Subject: Canada
Period: 1966 (dated)
Publication:
Color: Printed Color
Size:
27.3 x 19.1 inches
69.3 x 48.5 cm
This rare pictorial map by Peter R. Furse celebrates the history of the Royal Canadian Mounted Police. It was produced with the cooperation of the RCMP, as acknowledged in an elegant cartouche at bottom right. The landscape is filled with charming illustrations of Mounties in action along with extensive notes on the history of the police force. At bottom left there is a legend surrounded by native flora that identifies forts, posts, detachments, air and marine division bases, and "whiskey forts." Important events in RCMP history are depicted in vignettes at left and right and along the border. The RCMP Musical Ride gallops across northern Quebec, and the Arctic Circle is imaginatively represented by chains of dog sled teams. The badge of the RCMP hovers at the top of the map. Published by the Maclean-Hunter Publishing Company Limited.

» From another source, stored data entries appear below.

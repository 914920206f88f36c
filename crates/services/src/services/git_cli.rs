//! Thin adaptor over the `git` command-line tool.
//!
//! Every repository interaction in the engine goes through the CLI rather
//! than a bound library: trial merges and checkouts rely on the CLI's
//! working-tree safety semantics, and the submodule surface
//! (`status`/`sync`/`update`/`foreach`) has no complete library equivalent.
//! Invocations capture both output streams in full; a non-zero exit is
//! reported as [`GitCliError::CommandFailed`] carrying everything a caller
//! needs to render or match on. No retries, no timeouts.

use std::{path::PathBuf, process::Stdio};

use thiserror::Error;
use tokio::process::Command;
use tracing::error;
use utils::shell::resolve_executable_path;

/// Exit codes git returns from `remote add` when the remote already
/// exists: 128 from older versions that simply die(), 3 since the remote
/// subcommands grew dedicated exit codes.
pub const EXIT_REMOTE_EXISTS: &[i32] = &[3, 128];

#[derive(Debug, Error)]
pub enum GitCliError {
    #[error("git executable not found on PATH")]
    NotAvailable,
    #[error("failed to spawn git: {0}")]
    Spawn(#[from] std::io::Error),
    #[error("git {} exited with code {code}: {stderr}", args.join(" "))]
    CommandFailed {
        code: i32,
        stdout: String,
        stderr: String,
        args: Vec<String>,
    },
}

impl GitCliError {
    pub fn exit_code(&self) -> Option<i32> {
        match self {
            GitCliError::CommandFailed { code, .. } => Some(*code),
            _ => None,
        }
    }

    /// The captured output streams of a failed invocation.
    pub fn captured(&self) -> Option<(&str, &str)> {
        match self {
            GitCliError::CommandFailed { stdout, stderr, .. } => Some((stdout, stderr)),
            _ => None,
        }
    }
}

/// Captured result of a successful invocation.
#[derive(Debug, Clone)]
pub struct GitOutput {
    pub code: i32,
    pub stdout: String,
    pub stderr: String,
}

/// Invocation options: the working directory, and for detached submodule
/// operations an override of the repository metadata directory.
#[derive(Debug, Clone, Default)]
pub struct RunOpts {
    pub cwd: Option<PathBuf>,
    pub git_dir: Option<PathBuf>,
}

impl RunOpts {
    pub fn in_dir(dir: impl Into<PathBuf>) -> Self {
        Self {
            cwd: Some(dir.into()),
            git_dir: None,
        }
    }

    pub fn with_git_dir(mut self, git_dir: impl Into<PathBuf>) -> Self {
        self.git_dir = Some(git_dir.into());
        self
    }
}

#[derive(Debug, Clone, Default)]
pub struct GitCli {
    debug: bool,
}

impl GitCli {
    pub fn new(debug: bool) -> Self {
        Self { debug }
    }

    /// Run `git <args...>`, waiting for exit and capturing both streams.
    pub async fn run<I, S>(&self, args: I, opts: &RunOpts) -> Result<GitOutput, GitCliError>
    where
        I: IntoIterator<Item = S>,
        S: Into<String>,
    {
        let git = resolve_executable_path("git").ok_or(GitCliError::NotAvailable)?;
        let args: Vec<String> = args.into_iter().map(Into::into).collect();

        let mut cmd = Command::new(git);
        if let Some(git_dir) = &opts.git_dir {
            cmd.arg(format!("--git-dir={}", git_dir.display()));
        }
        cmd.args(&args);
        if let Some(cwd) = &opts.cwd {
            cmd.current_dir(cwd);
        }
        cmd.stdin(Stdio::null())
            .stdout(Stdio::piped())
            .stderr(Stdio::piped());

        let out = cmd.output().await?;
        let stdout = String::from_utf8_lossy(&out.stdout).to_string();
        let stderr = String::from_utf8_lossy(&out.stderr).to_string();
        let code = out.status.code().unwrap_or(-1);

        if self.debug {
            error!(?args, %stdout, %stderr, "git invocation");
        }

        if !out.status.success() {
            return Err(GitCliError::CommandFailed {
                code,
                stdout,
                stderr,
                args,
            });
        }
        Ok(GitOutput {
            code,
            stdout,
            stderr,
        })
    }
}

#[cfg(test)]
mod tests {
    use super::*;

    #[tokio::test]
    async fn version_succeeds_and_captures_stdout() {
        let git = GitCli::new(false);
        let out = git.run(["--version"], &RunOpts::default()).await.unwrap();
        assert_eq!(out.code, 0);
        assert!(out.stdout.starts_with("git version"));
    }

    #[tokio::test]
    async fn failure_carries_code_args_and_streams() {
        let git = GitCli::new(false);
        let dir = tempfile::TempDir::new().unwrap();
        let err = git
            .run(["rev-parse", "HEAD"], &RunOpts::in_dir(dir.path()))
            .await
            .unwrap_err();
        match err {
            GitCliError::CommandFailed {
                code, args, stderr, ..
            } => {
                assert_ne!(code, 0);
                assert_eq!(args, vec!["rev-parse", "HEAD"]);
                assert!(!stderr.is_empty());
            }
            other => panic!("expected CommandFailed, got {other:?}"),
        }
    }
}
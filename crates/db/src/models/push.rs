use sqlx::SqlitePool;

/// Release membership, read from `push_pushcontents`. A request in a
/// selected state has at most one membership row.
pub struct Push;

impl Push {
    /// The push this request has been picked into, if any.
    pub async fn for_request(
        pool: &SqlitePool,
        request_id: i64,
    ) -> Result<Option<i64>, sqlx::Error> {
        sqlx::query_scalar::<_, i64>("SELECT push FROM push_pushcontents WHERE request = ?")
            .bind(request_id)
            .fetch_optional(pool)
            .await
    }

    /// All request ids picked into the given push, in membership order.
    pub async fn request_ids(pool: &SqlitePool, push_id: i64) -> Result<Vec<i64>, sqlx::Error> {
        sqlx::query_scalar::<_, i64>(
            "SELECT request FROM push_pushcontents WHERE push = ? ORDER BY request",
        )
        .bind(push_id)
        .fetch_all(pool)
        .await
    }
}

This map is from the estate of artist and cartographer Peter R. Furse (1901-70). Furse was born 1901 in Farnham, Surrey, England. During World War I, he enlisted in the Royal Navy. He worked as a cartographer and graduated from Emmanuel College, University of Cambridge, in 1922. He moved to Africa and was stationed in Cape Town, South Africa during World War II. It was during his time in Africa that Furse began to make pictorial maps. His family relocated to North America, eventually settling in New Brunswick, Canada in 1962. Once there, he became an active member of the "Hampton Group" artists' community and continued to work on his art until his death in 1970. Furse's terrific style mixes a 20th-century graphic sensibility with an uncommon elegance that hearkens back to the aesthetics of previous centuries of mapmaking.
For other maps by Peter Furse, see lots 97 and 106.
References: Rumsey #13511.
Condition: A
There are a few tiny creases and minor spots in the blank margins, otherwise fine.